Effect of root selenium application on dynamic changes of selenium absorption and accumulation in longan
With the extension of time after the sodium selenite treatment, the selenium content in the aboveground and underground parts of longan seedlings showed an increasing trend, and the daily average selenium enrichment showed a trend of increasing first and then decreasing, with a peak of 3.24 μg/kg at 7-15 d of the treatment, indicating that the absorption of selenium by longan after the selenium application in the root system changes from fast to slow. Comparing the transfer coefficients at different time after the treatment, the transfer coefficients of selenium in longan seedlings with the sodium selenite treatment were all less than 1, indicating that selenium is mainly distributed in the roots after sodium selenite application.

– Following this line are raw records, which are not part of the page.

//! Command-line and environment configuration.
//!
//! Every global option can also be set through a `TRADE_DASHBOARD_*`
//! environment variable; flags win over the environment.

use std::collections::BTreeSet;
use std::path::PathBuf;

use anyhow::{bail, Result};
use clap::{Args, Parser, Subcommand};

use crate::data::export::DEFAULT_EXPORT_PATH;
use crate::data::filter::{AnalysisFilter, Choice, Predicate};
use crate::data::loader::{SampleSpec, DEFAULT_SAMPLE_SIZE, DEFAULT_SEED};
use crate::data::model::ImportExport;
use crate::state::SessionState;
use crate::view::{FigureSource, Page, ViewContext};

pub const DEFAULT_DATA_PATH: &str = "Imports_Exports_Dataset.csv";

#[derive(Debug, Parser)]
#[command(
    name = "trade-dashboard",
    about = "Imports/exports dashboard: filter, preview and summarize a trade dataset"
)]
pub struct Cli {
    /// Source dataset (.csv or .parquet).
    #[arg(long, env = "TRADE_DASHBOARD_DATA", default_value = DEFAULT_DATA_PATH)]
    pub data: PathBuf,

    /// Rows drawn from the source for the session.
    #[arg(long, env = "TRADE_DASHBOARD_SAMPLE_SIZE", default_value_t = DEFAULT_SAMPLE_SIZE)]
    pub sample_size: usize,

    /// Seed of the sampling RNG.
    #[arg(long, env = "TRADE_DASHBOARD_SEED", default_value_t = DEFAULT_SEED)]
    pub seed: u64,

    /// Where "Save Filtered Data" writes. Relative paths resolve against the
    /// working directory.
    #[arg(long, env = "TRADE_DASHBOARD_EXPORT_PATH", default_value = DEFAULT_EXPORT_PATH)]
    pub export_path: PathBuf,

    /// Source of the auxiliary analysis charts.
    #[arg(long, env = "TRADE_DASHBOARD_FIGURES", value_enum, default_value_t = FigureSource::Demo)]
    pub figures: FigureSource,

    #[command(subcommand)]
    pub command: Option<Command>,
}

#[derive(Debug, Subcommand)]
pub enum Command {
    /// Print the render plan of a page as JSON instead of opening a window.
    Plan {
        #[arg(long, value_enum, default_value_t = Page::Welcome)]
        page: Page,

        #[command(flatten)]
        filters: FilterArgs,
    },
    /// Write the preview selection to the export path and exit.
    Export {
        #[command(flatten)]
        filters: FilterArgs,
    },
}

/// Filter flags shared by the headless commands.
#[derive(Debug, Clone, Default, Args)]
pub struct FilterArgs {
    /// Country to keep; repeat for several.
    #[arg(long = "country")]
    pub countries: Vec<String>,

    /// Single product to keep.
    #[arg(long)]
    pub product: Option<String>,

    /// `Import` or `Export`.
    #[arg(long, value_parser = parse_direction)]
    pub import_export: Option<ImportExport>,
}

impl FilterArgs {
    pub fn predicate(&self) -> Predicate {
        Predicate {
            countries: self.countries.iter().cloned().collect::<BTreeSet<_>>(),
            product: self.product.clone().map_or(Choice::All, Choice::Only),
            import_export: self.import_export.map_or(Choice::All, Choice::Only),
        }
    }

    /// The analysis page filters on one country at most.
    pub fn analysis_filter(&self) -> Result<AnalysisFilter> {
        let country = match self.countries.as_slice() {
            [] => Choice::All,
            [one] => Choice::Only(one.clone()),
            _ => bail!("the analysis page accepts at most one --country"),
        };
        Ok(AnalysisFilter {
            country,
            import_export: self.import_export.map_or(Choice::All, Choice::Only),
        })
    }

    pub fn session(&self, page: Page) -> Result<SessionState> {
        let analysis = if page == Page::Analysis {
            self.analysis_filter()?
        } else {
            AnalysisFilter::default()
        };
        Ok(SessionState {
            page,
            preview: self.predicate(),
            analysis,
        })
    }
}

fn parse_direction(s: &str) -> std::result::Result<ImportExport, String> {
    ImportExport::ALL
        .into_iter()
        .find(|d| d.label().eq_ignore_ascii_case(s))
        .ok_or_else(|| format!("expected Import or Export, got '{s}'"))
}

impl Cli {
    pub fn sample_spec(&self) -> SampleSpec {
        SampleSpec {
            size: self.sample_size,
            seed: self.seed,
        }
    }

    pub fn view_context(&self) -> ViewContext {
        ViewContext {
            figures: self.figures,
            export_path: self.export_path.clone(),
        }
    }
}

#[cfg(test)]
mod tests {
    use super::*;

    #[test]
    fn defaults_reproduce_the_standard_session() {
        let cli = Cli::try_parse_from(["trade-dashboard"]).unwrap();
        assert_eq!(cli.sample_spec(), SampleSpec::default());
        assert_eq!(cli.export_path, PathBuf::from("Filtered_Data.csv"));
        assert_eq!(cli.figures, FigureSource::Demo);
        assert!(cli.command.is_none());
    }

    #[test]
    fn plan_subcommand_parses_filters() {
        let cli = Cli::try_parse_from([
            "trade-dashboard",
            "--data",
            "trades.csv",
            "plan",
            "--page",
            "preview",
            "--country",
            "USA",
            "--country",
            "India",
            "--import-export",
            "export",
        ])
        .unwrap();
        assert_eq!(cli.data, PathBuf::from("trades.csv"));
        let Some(Command::Plan { page, filters }) = cli.command else {
            panic!("expected plan subcommand");
        };
        assert_eq!(page, Page::Preview);
        let predicate = filters.predicate();
        assert_eq!(predicate.countries.len(), 2);
        assert_eq!(predicate.import_export, Choice::Only(ImportExport::Export));
        assert!(predicate.product.is_all());
    }

    #[test]
    fn analysis_session_rejects_several_countries() {
        let filters = FilterArgs {
            countries: vec!["USA".into(), "India".into()],
            ..FilterArgs::default()
        };
        assert!(filters.session(Page::Analysis).is_err());
        assert!(filters.session(Page::Preview).is_ok());
    }

    #[test]
    fn unknown_direction_is_rejected() {
        let parsed = Cli::try_parse_from(["trade-dashboard", "export", "--import-export", "barter"]);
        assert!(parsed.is_err());
    }
}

The change trend of selenium content in longan plants after sodium selenate application was consistent with that of the sodium selenite treatment. The peak appeared from 7 to 15 d after the treatment. The average daily selenium content was 9.43 μg/kg, which was 2.9 times that of the sodium selenite treatment. It suggests that Longan absorbs sodium selenate faster. The transfer coefficient of sodium selenate gradually increased. After 15 d of treatment, the TF values were all greater than 1, indicating that selenium is mainly distributed in the aboveground part after sodium selenate is applied.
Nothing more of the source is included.